View a complete list of properties of Lie rings
VIEW RELATED: Lie ring property implications | Lie ring property non-implications |Lie ring metaproperty satisfactions | Lie ring metaproperty dissatisfactions | Lie ring property satisfactions | Lie ring property dissatisfactions
ANALOGY: This is an analogue in Lie ring of a property encountered in group. Specifically, it is a Lie ring property analogous to the group property: abelian group
View other analogues of abelian group | View other analogues in Lie rings of group properties (OR, View as a tabulated list)

Definition

An abelian Lie ring is a Lie ring satisfying the following equivalent conditions:

1. The Lie bracket of any two elements is zero.
2. Every Lie subring of the Lie ring is an ideal in the Lie ring.

Equivalence of definitions

Further information: Lie ring is abelian iff every subring is an ideal

Relation with properties in related algebraic structures

Lie algebra

An abelian Lie algebra is an abelian Lie ring that is also a Lie algebra.

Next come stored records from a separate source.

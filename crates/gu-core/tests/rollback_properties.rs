//! Property tests for the rollback guarantees: journal-before-mutate,
//! LIFO restore, idempotent restore, single restorer, and fail-closed
//! journal writes.

mod support;

use gu_common::{SessionId, TargetId};
use gu_core::executor::{Executor, InterpretError, OperationInterpreter};
use gu_core::journal::{Journal, JournalSnapshot};
use gu_core::operation::{Batch, OperationStatus, UndoPayload};
use gu_core::recovery::{CycleOutcome, ExitReason, FailureFlag, FailureRecord, RecoveryAgent};
use gu_core::store::StateStore;
use gu_core::{CancelToken, Operation};
use proptest::prelude::*;
use std::fs;
use std::path::PathBuf;
use std::sync::Mutex;
use std::time::Duration;
use support::{labelled_op, TracingInterpreter};
use tempfile::TempDir;

fn names_strategy() -> impl Strategy<Value = Vec<Vec<String>>> {
    prop::collection::vec(prop::collection::vec("[a-z]{1,8}", 1..5), 1..6)
}

fn push_batches(journal: &mut Journal, batches: &[Vec<String>]) -> Vec<Batch> {
    let session = SessionId::new();
    batches
        .iter()
        .enumerate()
        .map(|(i, names)| {
            let mut batch = Batch::new(format!("stage{}", i), session.clone());
            for (j, name) in names.iter().enumerate() {
                batch.push(labelled_op(&format!("b{}/{}-{}", i, j, name)));
            }
            journal.push(&mut batch).expect("push");
            batch
        })
        .collect()
}

/// Fails the test if an operation runs before its batch is on disk.
struct JournalWitness {
    journal_path: PathBuf,
    violations: Mutex<Vec<String>>,
    forwards: Mutex<usize>,
}

impl OperationInterpreter for JournalWitness {
    fn forward(&self, op: &Operation) -> Result<(), InterpretError> {
        if let Ok(mut n) = self.forwards.lock() {
            *n += 1;
        }
        let durable = fs::read(&self.journal_path)
            .ok()
            .and_then(|bytes| serde_json::from_slice::<JournalSnapshot>(&bytes).ok())
            .is_some_and(|snapshot| {
                snapshot
                    .batches
                    .iter()
                    .any(|entry| entry.operations.iter().any(|rec| rec.artifact_id == op.artifact_id))
            });
        if !durable {
            if let Ok(mut v) = self.violations.lock() {
                v.push(op.artifact_id.clone());
            }
        }
        Ok(())
    }

    fn undo(&self, _undo: &UndoPayload) -> Result<(), InterpretError> {
        Ok(())
    }
}

fn raise(store: &StateStore, target: &TargetId) {
    let journal = Journal::open(store, target).expect("open");
    let record = FailureRecord::new(
        target.clone(),
        ExitReason::UnexpectedCode { code: 3 },
        journal.snapshot(),
    );
    FailureFlag::new(store, target).raise(&record).expect("raise");
}

proptest! {
    #![proptest_config(ProptestConfig::with_cases(32))]

    /// No operation is marked done, or even started, before its batch is durable.
    #[test]
    fn operations_run_only_after_commit_is_durable(batches in names_strategy()) {
        let dir = TempDir::new().unwrap();
        let store = StateStore::new(dir.path());
        let target = TargetId::from_name("editor");
        let mut journal = Journal::open(&store, &target).unwrap();
        let witness = JournalWitness {
            journal_path: store.journal_path(&target),
            violations: Mutex::new(Vec::new()),
            forwards: Mutex::new(0),
        };
        let executor = Executor::new(&witness);
        let session = SessionId::new();

        for (i, names) in batches.iter().enumerate() {
            let mut batch = Batch::new(format!("stage{}", i), session.clone());
            for (j, name) in names.iter().enumerate() {
                batch.push(labelled_op(&format!("b{}/{}-{}", i, j, name)));
            }
            // Uncommitted batches are refused outright.
            prop_assert!(executor.run_forward(&mut batch, &CancelToken::new()).is_err());
            prop_assert!(batch.operations().iter().all(|op| op.status == OperationStatus::Pending));

            journal.push(&mut batch).unwrap();
            executor.run_forward(&mut batch, &CancelToken::new()).unwrap();
            prop_assert!(batch.operations().iter().all(|op| op.status == OperationStatus::Done));
        }

        let total: usize = batches.iter().map(|b| b.len()).sum();
        prop_assert_eq!(*witness.forwards.lock().unwrap(), total);
        prop_assert!(witness.violations.lock().unwrap().is_empty());
    }

    /// The recovery agent undoes batches newest first, operations last first.
    #[test]
    fn restore_undoes_batches_in_reverse_commit_order(batches in names_strategy()) {
        let dir = TempDir::new().unwrap();
        let store = StateStore::new(dir.path());
        let target = TargetId::from_name("editor");
        let mut journal = Journal::open(&store, &target).unwrap();
        let committed = push_batches(&mut journal, &batches);
        drop(journal);

        raise(&store, &target);
        let interp = TracingInterpreter::default();
        let outcome = RecoveryAgent::new(&store, &interp).run_cycle(&target).unwrap();

        let expected: Vec<String> = committed
            .iter()
            .rev()
            .flat_map(|batch| {
                batch
                    .operations()
                    .iter()
                    .rev()
                    .map(|op| format!("undo:{}", op.artifact_id))
                    .collect::<Vec<_>>()
            })
            .collect();
        prop_assert_eq!(interp.undo_calls(), expected.clone());
        prop_assert_eq!(
            outcome,
            CycleOutcome::Restored { batches: batches.len(), operations: expected.len() }
        );
        prop_assert!(Journal::open(&store, &target).unwrap().is_empty());
        prop_assert!(FailureFlag::new(&store, &target).load().unwrap().is_clear());
    }

    /// When the journal cannot be written, nothing in the batch executes.
    #[test]
    fn failed_push_keeps_batch_from_running(names in prop::collection::vec("[a-z]{1,8}", 1..6)) {
        let dir = TempDir::new().unwrap();
        let store = StateStore::new(dir.path());
        let target = TargetId::from_name("editor");
        let mut journal = Journal::open(&store, &target).unwrap();

        // A non-empty directory where the journal lives makes every write fail.
        fs::create_dir_all(store.journal_path(&target).join("blocked")).unwrap();

        let mut batch = Batch::new("apply", SessionId::new());
        for name in &names {
            batch.push(labelled_op(name));
        }
        prop_assert!(journal.push(&mut batch).is_err());
        prop_assert!(!batch.is_committed());

        let interp = TracingInterpreter::default();
        let err = Executor::new(&interp)
            .run_forward(&mut batch, &CancelToken::new())
            .unwrap_err();
        prop_assert_eq!(err.class(), gu_common::FailureClass::JournalWriteFailure);
        prop_assert!(interp.calls().is_empty());
    }
}

#[test]
fn restore_on_empty_journal_is_a_successful_noop_twice() {
    let dir = TempDir::new().unwrap();
    let store = StateStore::new(dir.path());
    let target = TargetId::from_name("editor");
    let interp = TracingInterpreter::default();
    let agent = RecoveryAgent::new(&store, &interp);

    for _ in 0..2 {
        assert!(agent.request_restore(&target).unwrap());
        assert_eq!(
            agent.run_cycle(&target).unwrap(),
            CycleOutcome::Restored {
                batches: 0,
                operations: 0
            }
        );
        assert!(FailureFlag::new(&store, &target).load().unwrap().is_clear());
    }
    // With the flag clear a cycle is idle, which is also success.
    assert_eq!(agent.run_cycle(&target).unwrap(), CycleOutcome::Idle);
    assert!(interp.calls().is_empty());
}

#[cfg(feature = "server")]
#[test]
fn restore_endpoint_on_empty_journal_succeeds_twice() {
    use gu_core::server::handle_restore;

    let dir = TempDir::new().unwrap();
    let store = StateStore::new(dir.path().join("state"));
    let install = dir.path().join("install");
    fs::create_dir_all(&install).unwrap();
    let body = serde_json::json!({
        "journal": JournalSnapshot::empty(TargetId::from_name("editor")),
        "targetDirectory": install,
    });
    let body = serde_json::to_vec(&body).unwrap();
    let interp = TracingInterpreter::default();

    for _ in 0..2 {
        let response = handle_restore(&body, &store, &dir.path().join("backups"), &interp);
        assert_eq!(response.status, 200);
    }
    assert!(interp.calls().is_empty());
}

#[test]
fn concurrent_raise_and_poll_never_overlap_restores() {
    for round in 0..8 {
        let dir = TempDir::new().unwrap();
        let store = StateStore::new(dir.path());
        let target = TargetId::from_name("editor");
        let mut journal = Journal::open(&store, &target).unwrap();
        let batches: Vec<Vec<String>> = (0..3)
            .map(|i| (0..3).map(|j| format!("r{}-{}-{}", round, i, j)).collect())
            .collect();
        push_batches(&mut journal, &batches);
        drop(journal);

        let interp = TracingInterpreter::with_undo_delay(Duration::from_millis(2));
        let outcomes = Mutex::new(Vec::new());
        std::thread::scope(|scope| {
            // Watchdog side: raise, then try to restore right away.
            scope.spawn(|| {
                raise(&store, &target);
                let outcome = RecoveryAgent::new(&store, &interp).run_cycle(&target).unwrap();
                outcomes.lock().unwrap().push(outcome);
            });
            // Agent side: keep polling.
            for _ in 0..2 {
                scope.spawn(|| {
                    for _ in 0..20 {
                        let outcome = RecoveryAgent::new(&store, &interp).run_cycle(&target).unwrap();
                        outcomes.lock().unwrap().push(outcome);
                        std::thread::sleep(Duration::from_millis(1));
                    }
                });
            }
        });

        assert_eq!(interp.max_concurrent_undo(), 1, "restores overlapped");
        assert_eq!(interp.undo_calls().len(), 9, "every operation undone exactly once");
        let restored = outcomes
            .lock()
            .unwrap()
            .iter()
            .filter(|o| matches!(o, CycleOutcome::Restored { .. }))
            .count();
        assert_eq!(restored, 1);
        assert!(Journal::open(&store, &target).unwrap().is_empty());
        assert!(FailureFlag::new(&store, &target).load().unwrap().is_clear());
    }
}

Ring whose commutator operation is the Lie bracket

Suppose $R$ is an associative ring. $R$ can be viewed as a Lie ring with the Lie bracket as $[x,y] = xy - yx$. The Lie ring $R$ is an abelian Lie ring if and only if $R$ is a commutative ring.

Group via the Lazard correspondence

Suppose $G$ is a Lazard Lie group and $L$ is its Lazard Lie ring. $L$ is an abelian Lie ring if and only if $G$ is an abelian group.

Moreover, under the natural bijection from $L$ to $G$, abelian subrings of $L$ correspond to abelian subgroups of $G$.